The Government’s sale of NHS land is failing to produce affordable homes and is worsening the affordability crisis in the UK, according to new research from the New Economics Foundation

The think tank's analysis of the 59 NHS sites that have been sold under the Government’s public land sale programme shows that of the planned homes for sale, four out of five will be unaffordable to a nurse on an average salary who could also not afford the deposit.

It arguest that only one in ten of the homes built on NHS land will be for genuinely affordable social rent. The average expected sale price for the new homes, based on area estimates, is £315,279 or 10 times the annual salary of a nurse.

The research also shows instances where the developers who make profits from sold public land are sometimes able to avoid affordable housing requirements altogether:
  • In Stoke-on-Trent, Keep Moat is building 201 homes on the former site of Bucknall Hospital, but not a single property will be classed as affordable.

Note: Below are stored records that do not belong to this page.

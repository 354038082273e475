//! System prompts and template builders for the engine's LLM calls.
//!
//! Prompts are the core instructions behind intent classification,
//! team selection, tool planning, and synthesis. Template builders
//! format user messages with query context; fixed response templates
//! cover the fast-path intents without an LLM call.

use std::fmt::Write;
use std::path::Path;

use crate::core::intent::{Intent, IntentType};
use crate::memory::StoredMessage;
use crate::supervisor::aggregate::AggregatedResults;

/// System prompt for intent classification (planning stage 1).
pub const INTENT_SYSTEM_PROMPT: &str = r#"You are an intent classifier for a Korean real-estate assistant. Classify the user's query into exactly one intent type and extract structured slots.

## Intent Types

- LEGAL_CONSULT: questions about real-estate law, tenant rights, deposits, lease protection, registration, taxes as legal rules (전세금, 보증금, 임대차, 계약갱신, 대항력, 등기 ...)
- MARKET_INQUIRY: price levels, market trends, transaction volumes for regions or complexes (시세, 가격, 매매가, 전세가 ...)
- CONTRACT_REVIEW: reviewing or drafting a specific contract or clause (계약서 검토, 초안, 특약 ...)
- COMPREHENSIVE: the query needs two or more of the above (e.g. market data AND a contract draft)
- GREETING: social opening with no task content (안녕하세요, 고마워 ...)
- IRRELEVANT: outside the real-estate domain entirely
- UNCLEAR: too vague or fragmentary to classify

## Output Format (JSON)

```json
{
  "intent_type": "LEGAL_CONSULT",
  "confidence": 0.0,
  "entities": {"law": "...", "region": "...", "amount": "..."},
  "keywords": ["keyword1", "keyword2"],
  "is_in_scope": true
}
```

## Rules

- Return ONLY the JSON object, no surrounding text.
- confidence is your own calibrated estimate in [0, 1].
- entities holds only slots actually present in the query; omit empty ones.
- keywords are the query's salient content words in original order, Korean as-is.
- When the previous conversation turns are provided, resolve pronouns and ellipsis against them before classifying."#;

/// Simplified retry prompt after one intent parse failure.
pub const INTENT_RETRY_SYSTEM_PROMPT: &str = r#"Classify the query for a Korean real-estate assistant. Reply with ONLY this JSON, nothing else:
{"intent_type": "LEGAL_CONSULT" | "MARKET_INQUIRY" | "CONTRACT_REVIEW" | "COMPREHENSIVE" | "GREETING" | "IRRELEVANT" | "UNCLEAR", "confidence": 0.5, "entities": {}, "keywords": [], "is_in_scope": true}"#;

/// System prompt for team selection and decomposition (stage 2).
pub const TEAM_SELECT_SYSTEM_PROMPT: &str = r#"You are an execution planner for a Korean real-estate assistant. Given a classified query, select the execution teams and lay out their steps.

## Teams

- search: retrieves statutes and standard contract clauses from the legal corpus
- analysis: analyzes market data and retrieved material
- document: drafts documents (contracts, notices)
- review: reviews an existing document the user provided

## Output Format (JSON)

```json
{
  "steps": [
    {"team": "search", "subquery": "...", "depends_on": []},
    {"team": "analysis", "subquery": "...", "depends_on": [0]}
  ],
  "execution_mode": "sequential" | "parallel" | "mixed",
  "skip_execution": false
}
```

## Rules

- Return ONLY the JSON object.
- Decompose compound queries into focused subqueries, one per step, wiring
  depends_on so a consumer runs after its producer (document after analysis,
  analysis after search).
- Single-topic queries get exactly one step with the query unchanged.
- Use "sequential" for one step or a strict chain, "parallel" for
  independent steps, "mixed" when some steps depend on others.
- LEGAL_CONSULT almost always needs just the search team.
- MARKET_INQUIRY needs search then analysis."#;

/// Simplified retry prompt after one team-selection parse failure.
pub const TEAM_SELECT_RETRY_SYSTEM_PROMPT: &str = r#"Select execution teams for the query. Reply with ONLY this JSON shape, nothing else:
{"steps": [{"team": "search", "subquery": "<the query>", "depends_on": []}], "execution_mode": "sequential", "skip_execution": false}"#;

/// System prompt for the search team's tool planning node.
pub const TOOL_PLAN_SYSTEM_PROMPT: &str = r#"You are a retrieval planner for a Korean legal search team. Pick the tools to run for the subquery and the structured parameters for each.

## Filter Guide

- category narrows the corpus and should be set whenever the topic is clear:
  - "1_공통_매매_일반": sale transactions, brokerage, registration, general rules
  - "2_임대차_전세_월세": lease, jeonse, wolse, deposits, tenant protection (전세, 월세, 보증금, 임대차, 갱신)
  - "3_공급_및_관리_매매_분양": housing supply, management, subscription, 분양
  - "4_기타": glossary and miscellaneous material
- doc_type ("법률", "시행령", "시행규칙", "대법원규칙", "용어집") may be set ONLY
  when the user explicitly names that document kind. NEVER set doc_type from
  vague domain words, and NEVER use doc_type="기타".
- is_tenant_protection / is_tax_related only when the subquery is explicitly
  about those topics.
- limit defaults to 10; raise it only for broad survey questions.

## Output Format (JSON)

```json
{
  "selected_tools": ["legal_search"],
  "tool_parameters": {
    "legal_search": {"category": "2_임대차_전세_월세", "limit": 10}
  },
  "search_strategy": "one line on what you are retrieving and why"
}
```

## Rules

- Return ONLY the JSON object.
- Select only tools from the provided tool list.
- Prefer fewer, well-filtered calls over many broad ones."#;

/// System prompt for the search team's ambiguous-decide node.
pub const DECIDE_SYSTEM_PROMPT: &str = r#"You judge whether a retrieval round gathered enough material to answer a subquery. Reply with ONLY this JSON:
{"sufficient": true | false, "reason": "one line"}"#;

/// System prompt for the final synthesis call.
pub const SYNTHESIZER_SYSTEM_PROMPT: &str = r#"You are a Korean real-estate assistant composing the final answer from team results.

## Instructions

1. Answer the user's question directly in polite Korean (합니다체), leading with the conclusion.
2. Ground every legal statement in the retrieved provisions; quote the decisive phrase (e.g. "20분의 1을 초과하지 못한다") and name the law and article.
3. When market or analysis data is present, weave it in with concrete figures.
4. If some teams failed, answer from what succeeded and say plainly what is missing.
5. If the retrieved material does not answer the question, say so; never invent provisions, figures, or article numbers.
6. Close with a one-line caveat that this is general information, not legal advice, when the answer interprets law.

## Rules

- Korean output only.
- No markdown headers; short paragraphs and simple lists are fine.
- Cite sources inline as 법령명 조문 (e.g. 주택임대차보호법 제7조)."#;

/// Fixed response for GREETING intents (no LLM call).
pub const GREETING_TEMPLATE: &str = "안녕하세요! 부동산 법률·시세·계약 관련 질문을 도와드리는 집사입니다. \
     전세금 인상 한도, 계약갱신요구권, 표준계약서 조항 같은 내용을 물어보세요.";

/// Fixed response for IRRELEVANT intents (no LLM call).
pub const OUT_OF_SCOPE_TEMPLATE: &str = "죄송하지만 부동산 관련 질문만 도와드릴 수 있어요. \
     임대차, 매매, 시세, 계약서 관련 내용이라면 무엇이든 물어보세요.";

/// Fixed response for UNCLEAR intents (no LLM call).
pub const CLARIFY_TEMPLATE: &str = "질문을 조금 더 구체적으로 말씀해 주시겠어요? \
     예를 들어 \"전세금 인상 한도가 얼마인가요?\" 또는 \
     \"주택임대차보호법 제7조 내용 알려주세요\"처럼 물어보시면 정확히 안내해 드릴 수 있습니다.";

/// Fixed response when the turn is cancelled mid-flight.
pub const CANCELLED_TEMPLATE: &str = "요청 처리가 중단되었습니다. 다시 질문해 주시면 이어서 도와드리겠습니다.";

/// Returns the fixed fast-path response for an intent, when one applies.
#[must_use]
pub const fn fast_path_response(intent_type: IntentType) -> Option<&'static str> {
    match intent_type {
        IntentType::Greeting => Some(GREETING_TEMPLATE),
        IntentType::Irrelevant => Some(OUT_OF_SCOPE_TEMPLATE),
        IntentType::Unclear => Some(CLARIFY_TEMPLATE),
        _ => None,
    }
}

/// Default prompt directory under user config.
const DEFAULT_PROMPT_DIR: &str = ".config/jibsa/prompts";

/// Filenames for each prompt template.
const INTENT_FILENAME: &str = "intent.md";
/// Filename for the team selection prompt template.
const TEAM_SELECT_FILENAME: &str = "team_select.md";
/// Filename for the tool planning prompt template.
const TOOL_PLAN_FILENAME: &str = "tool_plan.md";
/// Filename for the decide prompt template.
const DECIDE_FILENAME: &str = "decide.md";
/// Filename for the synthesizer prompt template.
const SYNTHESIZER_FILENAME: &str = "synthesizer.md";

/// A set of system prompts for every LLM call in the engine.
///
/// Loaded from external template files when available, falling back to
/// compiled-in defaults. Use [`PromptSet::load`] to resolve the prompt
/// directory from config, environment, or the default path.
#[derive(Debug, Clone)]
pub struct PromptSet {
    /// System prompt for intent classification.
    pub intent: String,
    /// System prompt for team selection.
    pub team_select: String,
    /// System prompt for tool planning.
    pub tool_plan: String,
    /// System prompt for the ambiguous-decide call.
    pub decide: String,
    /// System prompt for synthesis.
    pub synthesizer: String,
}

impl PromptSet {
    /// Loads prompts from the given directory, falling back to compiled-in defaults.
    ///
    /// Resolution order for `prompt_dir`:
    /// 1. Explicit `prompt_dir` argument (from config)
    /// 2. `JIBSA_PROMPT_DIR` environment variable
    /// 3. `~/.config/jibsa/prompts/`
    ///
    /// Each file is loaded independently — a missing file uses its default.
    #[must_use]
    pub fn load(prompt_dir: Option<&Path>) -> Self {
        let resolved_dir = prompt_dir
            .map(std::path::PathBuf::from)
            .or_else(|| {
                std::env::var("JIBSA_PROMPT_DIR")
                    .ok()
                    .map(std::path::PathBuf::from)
            })
            .or_else(|| dirs::home_dir().map(|h| h.join(DEFAULT_PROMPT_DIR)));

        let load_file = |filename: &str, default: &str| -> String {
            resolved_dir
                .as_ref()
                .map(|dir| dir.join(filename))
                .and_then(|path| std::fs::read_to_string(&path).ok())
                .unwrap_or_else(|| default.to_string())
        };

        Self {
            intent: load_file(INTENT_FILENAME, INTENT_SYSTEM_PROMPT),
            team_select: load_file(TEAM_SELECT_FILENAME, TEAM_SELECT_SYSTEM_PROMPT),
            tool_plan: load_file(TOOL_PLAN_FILENAME, TOOL_PLAN_SYSTEM_PROMPT),
            decide: load_file(DECIDE_FILENAME, DECIDE_SYSTEM_PROMPT),
            synthesizer: load_file(SYNTHESIZER_FILENAME, SYNTHESIZER_SYSTEM_PROMPT),
        }
    }

    /// Returns compiled-in defaults without checking the filesystem.
    #[must_use]
    pub fn defaults() -> Self {
        Self {
            intent: INTENT_SYSTEM_PROMPT.to_string(),
            team_select: TEAM_SELECT_SYSTEM_PROMPT.to_string(),
            tool_plan: TOOL_PLAN_SYSTEM_PROMPT.to_string(),
            decide: DECIDE_SYSTEM_PROMPT.to_string(),
            synthesizer: SYNTHESIZER_SYSTEM_PROMPT.to_string(),
        }
    }
}

/// Builds the user message for intent classification.
#[must_use]
pub fn build_intent_prompt(query: &str, history: &[StoredMessage]) -> String {
    let mut prompt = String::new();
    if !history.is_empty() {
        prompt.push_str("<history>\n");
        for msg in history {
            let _ = writeln!(prompt, "{}: {}", msg.role.as_str(), msg.content);
        }
        prompt.push_str("</history>\n\n");
    }
    let _ = write!(prompt, "<query>{query}</query>");
    prompt
}

/// Builds the user message for team selection.
#[must_use]
pub fn build_team_select_prompt(query: &str, intent: &Intent) -> String {
    let keywords = intent.keywords.join(", ");
    format!(
        "<query>{query}</query>\n\n\
         <intent>\n\
         - type: {}\n\
         - confidence: {:.2}\n\
         - keywords: {keywords}\n\
         </intent>\n\n\
         Lay out the execution steps.",
        intent.intent_type, intent.confidence
    )
}

/// Builds the user message for the search team's tool planning node.
#[must_use]
pub fn build_tool_plan_prompt(
    subquery: &str,
    keywords: &[String],
    tools: &[(&str, &str)],
) -> String {
    let mut prompt = String::from("<tools>\n");
    for (name, description) in tools {
        let _ = writeln!(prompt, "- {name}: {description}");
    }
    prompt.push_str("</tools>\n\n");
    if !keywords.is_empty() {
        let _ = writeln!(prompt, "<keywords>{}</keywords>\n", keywords.join(", "));
    }
    let _ = write!(prompt, "<subquery>{subquery}</subquery>\n\nPlan the retrieval.");
    prompt
}

/// Builds the user message for the ambiguous-decide call.
#[must_use]
pub fn build_decide_prompt(subquery: &str, per_tool_counts: &[(String, usize)]) -> String {
    let mut prompt = format!("<subquery>{subquery}</subquery>\n\n<tool_results>\n");
    for (tool, count) in per_tool_counts {
        let _ = writeln!(prompt, "- {tool}: {count} records");
    }
    prompt.push_str("</tool_results>");
    prompt
}

/// Builds the user message for the final synthesis call.
#[must_use]
pub fn build_synthesizer_prompt(query: &str, aggregated: &AggregatedResults) -> String {
    let mut prompt = format!("<query>{query}</query>\n\n<team_results>\n");
    for (team, result) in &aggregated.per_team {
        let _ = writeln!(
            prompt,
            "<team name=\"{team}\" status=\"{:?}\" records=\"{}\">",
            result.status,
            result.records_total()
        );
        let _ = writeln!(prompt, "{}", result.summary);
        for (tool, records) in &result.collected_data {
            let json = serde_json::to_string_pretty(records)
                .unwrap_or_else(|_| "[]".to_string());
            let _ = writeln!(prompt, "<tool name=\"{tool}\">\n{json}\n</tool>");
        }
        prompt.push_str("</team>\n");
    }
    prompt.push_str("</team_results>\n\nCompose the final answer.");
    prompt
}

Instead, the company is contributing just £209,000 towards affordable housing.
  • In Dorset, Holton Homes are building zero affordable homes on the site of a former residential care home, with no financial contribution towards affordable housing. 
  • In West Yorkshire, Persimmon Homes was required to build 30% affordable housing on the site of Pontefract General Infirmary, but after pleading ‘financial inviability’ this was reduced to just 6%. Persimmon made pre-tax profits of £775 million in 2016.
The New Economics Foundation recommends that instead of the sale of public land to private developers, the Government should establish a People’s Land Bank, using surplus public sites to start building the millions of genuinely affordable homes that the UK needs. 

This People’s Land Bank would be a ring-fenced, national stock of publicly-owned land that would be exclusively earmarked for the development of genuinely affordable housing built in direct partnership with communities and in response to community need. 

Joe Beswick, Housing Lead at the New Economics Foundation, said: “These local NHS sites are community assets – they should be used to deliver community benefits. Public land – which is owned by all of us – is being flogged off to developers so that they can make massive profits, while producing a tiny amount of affordable housing. The UK is facing an enormous housing crisis, and the Government is making it worse."